Top of RECORDS TO PROCESS

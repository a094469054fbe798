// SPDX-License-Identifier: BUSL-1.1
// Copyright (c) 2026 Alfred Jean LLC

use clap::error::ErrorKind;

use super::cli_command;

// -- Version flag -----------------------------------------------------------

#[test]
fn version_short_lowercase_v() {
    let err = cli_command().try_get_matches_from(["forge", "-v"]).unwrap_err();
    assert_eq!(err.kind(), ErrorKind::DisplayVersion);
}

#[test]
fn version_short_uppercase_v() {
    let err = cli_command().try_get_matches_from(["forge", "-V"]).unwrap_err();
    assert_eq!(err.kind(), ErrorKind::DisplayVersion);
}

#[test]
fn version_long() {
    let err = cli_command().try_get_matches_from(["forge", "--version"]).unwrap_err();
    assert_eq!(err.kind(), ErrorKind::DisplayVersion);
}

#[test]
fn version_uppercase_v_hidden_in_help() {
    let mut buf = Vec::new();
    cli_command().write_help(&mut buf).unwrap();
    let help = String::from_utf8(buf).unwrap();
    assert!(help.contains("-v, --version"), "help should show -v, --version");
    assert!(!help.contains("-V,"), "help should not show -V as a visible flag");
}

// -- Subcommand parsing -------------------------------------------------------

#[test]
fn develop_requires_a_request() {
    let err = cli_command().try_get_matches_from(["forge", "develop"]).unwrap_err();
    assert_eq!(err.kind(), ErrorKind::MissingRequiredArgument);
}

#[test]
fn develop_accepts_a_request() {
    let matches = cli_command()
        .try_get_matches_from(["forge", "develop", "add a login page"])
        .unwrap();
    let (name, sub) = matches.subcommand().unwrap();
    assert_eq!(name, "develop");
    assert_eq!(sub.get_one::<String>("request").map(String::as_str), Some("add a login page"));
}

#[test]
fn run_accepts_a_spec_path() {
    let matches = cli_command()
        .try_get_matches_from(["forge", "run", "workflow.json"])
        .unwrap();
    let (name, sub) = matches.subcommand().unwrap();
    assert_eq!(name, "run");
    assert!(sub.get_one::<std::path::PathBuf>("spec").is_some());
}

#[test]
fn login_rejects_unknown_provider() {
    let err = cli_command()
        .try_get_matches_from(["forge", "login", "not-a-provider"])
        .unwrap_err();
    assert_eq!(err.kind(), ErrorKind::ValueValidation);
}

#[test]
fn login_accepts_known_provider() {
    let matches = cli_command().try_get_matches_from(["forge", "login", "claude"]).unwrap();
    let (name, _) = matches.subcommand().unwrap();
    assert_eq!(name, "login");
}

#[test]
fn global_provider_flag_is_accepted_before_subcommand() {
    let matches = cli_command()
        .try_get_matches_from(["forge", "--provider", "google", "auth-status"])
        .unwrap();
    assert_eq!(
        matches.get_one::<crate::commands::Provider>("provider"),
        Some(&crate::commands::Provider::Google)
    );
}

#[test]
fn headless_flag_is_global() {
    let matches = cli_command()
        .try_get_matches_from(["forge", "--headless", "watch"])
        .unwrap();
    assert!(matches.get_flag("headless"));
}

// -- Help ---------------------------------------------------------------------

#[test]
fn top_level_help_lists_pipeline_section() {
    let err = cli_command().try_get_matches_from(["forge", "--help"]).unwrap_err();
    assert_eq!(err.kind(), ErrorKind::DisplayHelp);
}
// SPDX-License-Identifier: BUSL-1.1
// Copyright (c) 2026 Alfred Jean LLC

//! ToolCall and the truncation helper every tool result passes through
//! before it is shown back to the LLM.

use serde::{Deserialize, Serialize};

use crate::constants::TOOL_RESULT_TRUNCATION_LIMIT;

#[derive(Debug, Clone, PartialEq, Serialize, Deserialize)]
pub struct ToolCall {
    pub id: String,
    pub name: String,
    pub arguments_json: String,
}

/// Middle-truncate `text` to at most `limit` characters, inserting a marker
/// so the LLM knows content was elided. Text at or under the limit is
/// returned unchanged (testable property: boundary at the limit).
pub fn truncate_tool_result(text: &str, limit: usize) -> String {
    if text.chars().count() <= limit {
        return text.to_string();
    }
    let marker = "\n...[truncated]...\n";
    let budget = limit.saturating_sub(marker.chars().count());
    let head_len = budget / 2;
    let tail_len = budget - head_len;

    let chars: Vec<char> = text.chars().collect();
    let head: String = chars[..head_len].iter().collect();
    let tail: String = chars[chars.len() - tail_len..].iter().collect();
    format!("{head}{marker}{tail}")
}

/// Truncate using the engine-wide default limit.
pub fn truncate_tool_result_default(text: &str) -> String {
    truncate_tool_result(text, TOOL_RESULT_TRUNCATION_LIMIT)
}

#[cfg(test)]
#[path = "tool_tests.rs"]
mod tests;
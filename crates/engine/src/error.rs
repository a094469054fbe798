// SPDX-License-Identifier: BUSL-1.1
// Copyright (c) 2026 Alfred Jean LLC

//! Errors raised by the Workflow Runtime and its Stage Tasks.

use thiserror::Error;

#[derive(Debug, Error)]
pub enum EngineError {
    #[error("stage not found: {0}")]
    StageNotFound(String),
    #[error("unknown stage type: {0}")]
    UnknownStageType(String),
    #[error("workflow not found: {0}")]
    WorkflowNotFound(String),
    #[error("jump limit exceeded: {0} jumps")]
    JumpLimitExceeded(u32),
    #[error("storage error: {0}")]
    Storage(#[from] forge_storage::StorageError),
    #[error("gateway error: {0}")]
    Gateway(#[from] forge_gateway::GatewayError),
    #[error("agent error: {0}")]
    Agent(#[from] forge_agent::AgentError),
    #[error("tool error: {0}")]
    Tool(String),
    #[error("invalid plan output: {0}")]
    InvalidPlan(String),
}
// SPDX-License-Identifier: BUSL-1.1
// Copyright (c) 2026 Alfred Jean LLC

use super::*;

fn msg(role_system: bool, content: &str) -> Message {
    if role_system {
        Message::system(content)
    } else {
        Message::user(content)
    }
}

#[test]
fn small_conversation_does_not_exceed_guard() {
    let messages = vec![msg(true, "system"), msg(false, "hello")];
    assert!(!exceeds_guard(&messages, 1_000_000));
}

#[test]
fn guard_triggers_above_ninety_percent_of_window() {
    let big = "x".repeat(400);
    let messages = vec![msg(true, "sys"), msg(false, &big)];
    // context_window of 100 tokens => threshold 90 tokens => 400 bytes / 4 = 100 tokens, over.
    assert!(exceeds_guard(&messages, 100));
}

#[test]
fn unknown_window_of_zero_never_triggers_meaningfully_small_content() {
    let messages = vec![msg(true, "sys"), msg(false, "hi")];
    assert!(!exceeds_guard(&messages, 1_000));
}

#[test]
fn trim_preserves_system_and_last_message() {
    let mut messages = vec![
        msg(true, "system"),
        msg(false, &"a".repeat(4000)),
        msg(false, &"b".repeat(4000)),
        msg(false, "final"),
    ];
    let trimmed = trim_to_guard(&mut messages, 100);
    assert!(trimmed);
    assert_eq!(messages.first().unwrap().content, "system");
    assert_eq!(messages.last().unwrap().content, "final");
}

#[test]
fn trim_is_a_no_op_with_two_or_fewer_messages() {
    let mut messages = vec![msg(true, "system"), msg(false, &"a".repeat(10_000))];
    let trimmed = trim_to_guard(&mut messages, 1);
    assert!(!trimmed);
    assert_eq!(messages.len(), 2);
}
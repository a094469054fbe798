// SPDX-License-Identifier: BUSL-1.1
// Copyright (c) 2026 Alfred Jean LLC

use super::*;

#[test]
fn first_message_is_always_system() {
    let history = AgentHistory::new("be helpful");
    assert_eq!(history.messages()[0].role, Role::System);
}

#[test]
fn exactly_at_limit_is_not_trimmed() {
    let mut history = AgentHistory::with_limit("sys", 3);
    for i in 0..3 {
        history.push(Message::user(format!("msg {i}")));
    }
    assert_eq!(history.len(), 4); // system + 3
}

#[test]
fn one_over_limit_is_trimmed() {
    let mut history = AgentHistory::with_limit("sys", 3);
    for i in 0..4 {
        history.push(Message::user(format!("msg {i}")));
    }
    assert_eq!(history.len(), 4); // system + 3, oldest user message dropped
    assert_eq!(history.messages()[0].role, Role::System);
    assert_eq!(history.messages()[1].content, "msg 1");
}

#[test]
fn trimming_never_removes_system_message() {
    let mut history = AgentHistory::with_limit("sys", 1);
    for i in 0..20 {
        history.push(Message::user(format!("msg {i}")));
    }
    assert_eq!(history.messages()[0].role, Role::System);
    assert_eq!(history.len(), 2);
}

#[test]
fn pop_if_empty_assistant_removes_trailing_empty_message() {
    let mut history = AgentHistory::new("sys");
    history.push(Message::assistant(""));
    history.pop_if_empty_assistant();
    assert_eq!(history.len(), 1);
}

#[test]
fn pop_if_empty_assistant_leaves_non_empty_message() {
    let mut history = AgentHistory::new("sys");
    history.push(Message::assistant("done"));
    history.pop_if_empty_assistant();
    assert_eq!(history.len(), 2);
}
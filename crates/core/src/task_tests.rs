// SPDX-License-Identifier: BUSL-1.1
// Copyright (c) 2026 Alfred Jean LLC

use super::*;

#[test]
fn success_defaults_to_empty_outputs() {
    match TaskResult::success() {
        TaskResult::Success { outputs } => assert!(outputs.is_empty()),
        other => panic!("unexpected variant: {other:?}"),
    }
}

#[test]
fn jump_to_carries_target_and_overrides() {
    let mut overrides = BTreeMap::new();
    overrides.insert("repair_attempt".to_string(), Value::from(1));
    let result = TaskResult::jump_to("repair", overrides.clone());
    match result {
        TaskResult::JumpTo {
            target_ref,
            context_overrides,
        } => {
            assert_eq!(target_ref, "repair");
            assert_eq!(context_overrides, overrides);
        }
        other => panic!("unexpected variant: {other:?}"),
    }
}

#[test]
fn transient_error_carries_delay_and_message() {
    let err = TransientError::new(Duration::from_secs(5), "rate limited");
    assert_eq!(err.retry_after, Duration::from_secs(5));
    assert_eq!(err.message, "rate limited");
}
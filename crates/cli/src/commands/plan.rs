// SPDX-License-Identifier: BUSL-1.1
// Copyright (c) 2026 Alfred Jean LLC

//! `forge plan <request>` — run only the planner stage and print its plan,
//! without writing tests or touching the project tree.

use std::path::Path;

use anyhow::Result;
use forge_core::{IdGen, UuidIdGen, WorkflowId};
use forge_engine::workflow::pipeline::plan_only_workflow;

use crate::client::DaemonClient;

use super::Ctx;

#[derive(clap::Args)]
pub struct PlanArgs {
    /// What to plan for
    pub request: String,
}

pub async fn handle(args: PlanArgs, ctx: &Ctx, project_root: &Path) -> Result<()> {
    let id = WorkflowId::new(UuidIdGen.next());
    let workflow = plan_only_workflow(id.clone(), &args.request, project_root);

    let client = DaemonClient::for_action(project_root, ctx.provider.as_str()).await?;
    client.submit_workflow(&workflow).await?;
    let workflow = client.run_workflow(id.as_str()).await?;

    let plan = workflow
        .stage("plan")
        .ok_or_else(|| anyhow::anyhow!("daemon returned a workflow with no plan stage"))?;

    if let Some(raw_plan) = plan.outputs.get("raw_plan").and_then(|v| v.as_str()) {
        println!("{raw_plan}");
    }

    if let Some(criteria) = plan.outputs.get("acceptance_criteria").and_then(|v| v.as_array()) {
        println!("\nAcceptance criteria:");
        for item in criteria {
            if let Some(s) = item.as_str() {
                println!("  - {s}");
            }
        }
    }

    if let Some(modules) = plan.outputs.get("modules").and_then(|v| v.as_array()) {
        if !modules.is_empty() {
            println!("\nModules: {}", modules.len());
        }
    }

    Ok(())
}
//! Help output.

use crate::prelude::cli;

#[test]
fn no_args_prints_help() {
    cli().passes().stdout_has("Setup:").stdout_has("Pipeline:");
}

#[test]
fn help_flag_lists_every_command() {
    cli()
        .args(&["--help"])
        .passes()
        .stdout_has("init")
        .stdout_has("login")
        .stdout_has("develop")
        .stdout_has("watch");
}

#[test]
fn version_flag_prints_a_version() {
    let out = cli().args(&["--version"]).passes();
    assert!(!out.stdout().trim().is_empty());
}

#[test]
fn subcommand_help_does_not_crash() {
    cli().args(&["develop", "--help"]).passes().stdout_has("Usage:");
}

Bottom of RECORDS TO PROCESS

Lines holding "modules": please count them in the data above and reply with the number alone.

• RESULT
3